* [Assignment] Locate the string "from" throughout the material and copy every line in which it occurs.
---------------
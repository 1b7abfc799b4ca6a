//! In-memory prefix autocomplete engine.
//!
//! `Trie` stores weighted words, ranks completions with the composite score
//! in [`ranking`], memoizes ranked results in a [`cache::ResultCache`] and
//! prunes entries that have not been used for a configured age.

pub mod cache;
pub mod ranking;
pub mod settings;
pub mod suggestion;
pub mod trie;

pub use settings::{Config, ConfigError, ScoreWeights};
pub use suggestion::Suggestion;
pub use trie::Trie;
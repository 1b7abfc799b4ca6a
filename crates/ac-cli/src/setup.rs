use std::fs;
use std::io;
use std::path::Path;

use ac_core::settings::{parse_config_toml, Config, ConfigError};
use autocomplete::{AutocompleteError, TrieAutocompleteService};

use crate::vocabulary::{default_vocabulary, load_vocabulary, VocabularyError};

#[derive(Debug, thiserror::Error)]
pub enum SetupError {
    #[error("{path}: {source}")]
    Io { path: String, source: io::Error },
    #[error("{path}: {source}")]
    Config { path: String, source: ConfigError },
    #[error("{path}: {source}")]
    Vocabulary {
        path: String,
        source: VocabularyError,
    },
    #[error(transparent)]
    Service(#[from] AutocompleteError),
}

/// Default config, or the TOML file at `path`.
pub fn load_config(path: Option<&Path>) -> Result<Config, SetupError> {
    let Some(path) = path else {
        return Ok(Config::default());
    };
    let content = fs::read_to_string(path).map_err(|source| SetupError::Io {
        path: path.display().to_string(),
        source,
    })?;
    parse_config_toml(&content).map_err(|source| SetupError::Config {
        path: path.display().to_string(),
        source,
    })
}

/// Build a service seeded from `vocab` (or the built-in demo vocabulary).
pub fn build_service(
    config_path: Option<&Path>,
    vocab: Option<&Path>,
) -> Result<TrieAutocompleteService, SetupError> {
    let config = load_config(config_path)?;
    let words = match vocab {
        Some(path) => load_vocabulary(path).map_err(|source| SetupError::Vocabulary {
            path: path.display().to_string(),
            source,
        })?,
        None => default_vocabulary(),
    };
    Ok(TrieAutocompleteService::with_vocabulary(config, words)?)
}

#[cfg(test)]
mod tests {
    use std::io::Write;

    use autocomplete::AutocompleteService;

    use super::*;

    #[test]
    fn test_build_with_defaults() {
        let svc = build_service(None, None).unwrap();
        assert_eq!(svc.len().unwrap(), 10);
        let r = svc.search("ele", 3).unwrap();
        assert_eq!(r[0].word, "element");
    }

    #[test]
    fn test_build_with_files() {
        let mut cfg = tempfile::NamedTempFile::new().unwrap();
        write!(
            cfg,
            "{}",
            ac_core::settings::default_toml().replace("max_results = 10", "max_results = 2")
        )
        .unwrap();
        let mut vocab = tempfile::NamedTempFile::new().unwrap();
        writeln!(vocab, "rust 1.0\nruby 0.5\nrune 0.1").unwrap();

        let svc = build_service(Some(cfg.path()), Some(vocab.path())).unwrap();
        assert_eq!(svc.config().search.max_results, 2);
        let r = svc.search_default("ru").unwrap();
        assert_eq!(r.len(), 2);
        assert_eq!(r[0].word, "rust");
    }

    #[test]
    fn test_bad_config_reports_path() {
        let mut cfg = tempfile::NamedTempFile::new().unwrap();
        write!(cfg, "[cache]\ncapacity = 0\n").unwrap();
        let err = build_service(Some(cfg.path()), None).err().unwrap();
        assert!(matches!(err, SetupError::Config { .. }));
        assert!(err.to_string().contains(&cfg.path().display().to_string()));
    }
}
---------------
* [Task response]
    Service(#[from] AutocompleteError),
/// Build a service seeded from `vocab` (or the built-in demo vocabulary).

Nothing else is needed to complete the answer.